The α₅β integrin (CD49e/CD29), a heterodimeric membrane protein, is the “classical” fibronectin receptor on many cell types. During B-cell ontogeny, expression of the α₅-subunit is developmentally regulated. The αβ₁ is decisive for migration on fibronectin substrate and very likely cooperates with other adhesion molecules in transvascular trafficking. To test whether α₅β influences local growth vs. disseminative spread of neoplastic B-cells in vivo, human B-cell lines mimicking different maturational stages were transferred s.c. into severe combined immunodeficiency (SCID) mice and examined for α₅β expression and for adherence on fibronectin substrate in vitro and ex vivo. All cell lines were locally tumorigenic. Dissemination was observed in all animals carrying Nalm-6 tumors, in one animal with a BL 60 and in 2 mice carrying a Raji tumor. By contrast, Daudi, BJAB and U266 tumors did not disseminate. As evidenced by immunohistochemistry and flow cytometry, all lines and their tumors were to various extents β₁-positive but showed considerable differences in α₅ expression.
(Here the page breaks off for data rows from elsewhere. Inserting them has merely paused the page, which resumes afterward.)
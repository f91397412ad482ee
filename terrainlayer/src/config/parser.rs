//! INI parsing logic for converting `Ini` → `ConfigFile`.
//!
//! This module contains the `parse_ini()` function and its helpers.
//! It is the single place where INI key names are mapped to struct fields.

use ini::Ini;
use std::path::PathBuf;

use super::file::ConfigFileError;
use super::settings::ConfigFile;
use crate::coord::{MAX_ZOOM, MIN_ZOOM};

/// Parse an `Ini` object into a `ConfigFile`.
///
/// Starts from `ConfigFile::default()` and overlays any values found in the INI.
pub(super) fn parse_ini(ini: &Ini) -> Result<ConfigFile, ConfigFileError> {
    let mut config = ConfigFile::default();

    // [terrain] section
    if let Some(section) = ini.section(Some("terrain")) {
        if let Some(v) = section.get("zoom") {
            config.terrain.zoom = v
                .trim()
                .parse::<u8>()
                .ok()
                .filter(|z| (MIN_ZOOM..=MAX_ZOOM).contains(z))
                .ok_or_else(|| ConfigFileError::InvalidValue {
                    section: "terrain".to_string(),
                    key: "zoom".to_string(),
                    value: v.to_string(),
                    reason: format!("must be an integer between {} and {}", MIN_ZOOM, MAX_ZOOM),
                })?;
        }
        if let Some(v) = section.get("min_zscale") {
            config.terrain.min_zscale = v
                .trim()
                .parse::<f64>()
                .ok()
                .filter(|s| s.is_finite() && *s > 0.0)
                .ok_or_else(|| ConfigFileError::InvalidValue {
                    section: "terrain".to_string(),
                    key: "min_zscale".to_string(),
                    value: v.to_string(),
                    reason: "must be a positive number (meters)".to_string(),
                })?;
        }
        if let Some(v) = section.get("smoothing_sigma") {
            config.terrain.smoothing_sigma = v
                .trim()
                .parse::<f32>()
                .ok()
                .filter(|s| s.is_finite() && *s >= 0.0)
                .ok_or_else(|| ConfigFileError::InvalidValue {
                    section: "terrain".to_string(),
                    key: "smoothing_sigma".to_string(),
                    value: v.to_string(),
                    reason: "must be a non-negative number (0 disables smoothing)".to_string(),
                })?;
        }
    }

    // [servers] section
    if let Some(section) = ini.section(Some("servers")) {
        if let Some(v) = section.get("elevation_url") {
            config.servers.elevation_url = parse_url("elevation_url", v)?;
        }
        if let Some(v) = section.get("elevation_layer") {
            config.servers.elevation_layer = parse_layer("elevation_layer", v)?;
        }
        if let Some(v) = section.get("landcover_url") {
            config.servers.landcover_url = parse_url("landcover_url", v)?;
        }
        if let Some(v) = section.get("landcover_layer") {
            config.servers.landcover_layer = parse_layer("landcover_layer", v)?;
        }
    }

    // [cache] section
    if let Some(section) = ini.section(Some("cache")) {
        if let Some(v) = section.get("directory") {
            let v = v.trim();
            if !v.is_empty() {
                config.cache.directory = expand_tilde(v);
            }
        }
    }

    // [download] section
    if let Some(section) = ini.section(Some("download")) {
        if let Some(v) = section.get("timeout") {
            config.download.timeout = v
                .trim()
                .parse::<u64>()
                .ok()
                .filter(|t| *t > 0)
                .ok_or_else(|| ConfigFileError::InvalidValue {
                    section: "download".to_string(),
                    key: "timeout".to_string(),
                    value: v.to_string(),
                    reason: "must be a positive integer (seconds)".to_string(),
                })?;
        }
    }

    // [stream] section
    if let Some(section) = ini.section(Some("stream")) {
        if let Some(v) = section.get("poll_interval_ms") {
            config.stream.poll_interval_ms = v
                .trim()
                .parse::<u64>()
                .ok()
                .filter(|ms| *ms > 0)
                .ok_or_else(|| ConfigFileError::InvalidValue {
                    section: "stream".to_string(),
                    key: "poll_interval_ms".to_string(),
                    value: v.to_string(),
                    reason: "must be a positive integer (milliseconds)".to_string(),
                })?;
        }
        if let Some(v) = section.get("prime_on_start") {
            config.stream.prime_on_start = parse_bool(v);
        }
    }

    // [logging] section
    if let Some(section) = ini.section(Some("logging")) {
        if let Some(v) = section.get("file") {
            let v = v.trim();
            if !v.is_empty() {
                config.logging.file = expand_tilde(v);
            }
        }
    }

    Ok(config)
}

fn parse_url(key: &str, value: &str) -> Result<String, ConfigFileError> {
    let v = value.trim();
    if v.starts_with("http://") || v.starts_with("https://") {
        Ok(v.trim_end_matches('/').to_string())
    } else {
        Err(ConfigFileError::InvalidValue {
            section: "servers".to_string(),
            key: key.to_string(),
            value: value.to_string(),
            reason: "must be an http:// or https:// URL".to_string(),
        })
    }
}

fn parse_layer(key: &str, value: &str) -> Result<String, ConfigFileError> {
    let v = value.trim().trim_matches('/');
    if v.is_empty() {
        return Err(ConfigFileError::InvalidValue {
            section: "servers".to_string(),
            key: key.to_string(),
            value: value.to_string(),
            reason: "must not be empty".to_string(),
        });
    }
    Ok(v.to_string())
}

/// Parse a boolean value from various string representations.
pub(super) fn parse_bool(value: &str) -> bool {
    let v = value.trim().to_lowercase();
    v == "true" || v == "1" || v == "yes" || v == "on"
}

/// Expand ~ to home directory in paths.
pub(super) fn expand_tilde(path: &str) -> PathBuf {
    if let Some(stripped) = path.strip_prefix("~/") {
        if let Some(home) = dirs::home_dir() {
            return home.join(stripped);
        }
    }
    PathBuf::from(path)
}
The functional surface expression of α₅β₁correlated with fibronectin adherence of the lines. Daudi expressed α₅β₁ in a non-functional configuration which was rendered functional only upon applying high concentrations of Mg⁺⁺ and Mn⁺⁺. B-cell lines functionally expressing α₅β₁ at high or moderate levels disseminated in SCID mice while α₅-negative lines and Daudi did not. These results support the conclusion drawn from an earlier in situ analysis of human B-cell lymphomas/ leukemias that the α₅β₁ integrin contributes to the disseminative phenotype of malignant B cells.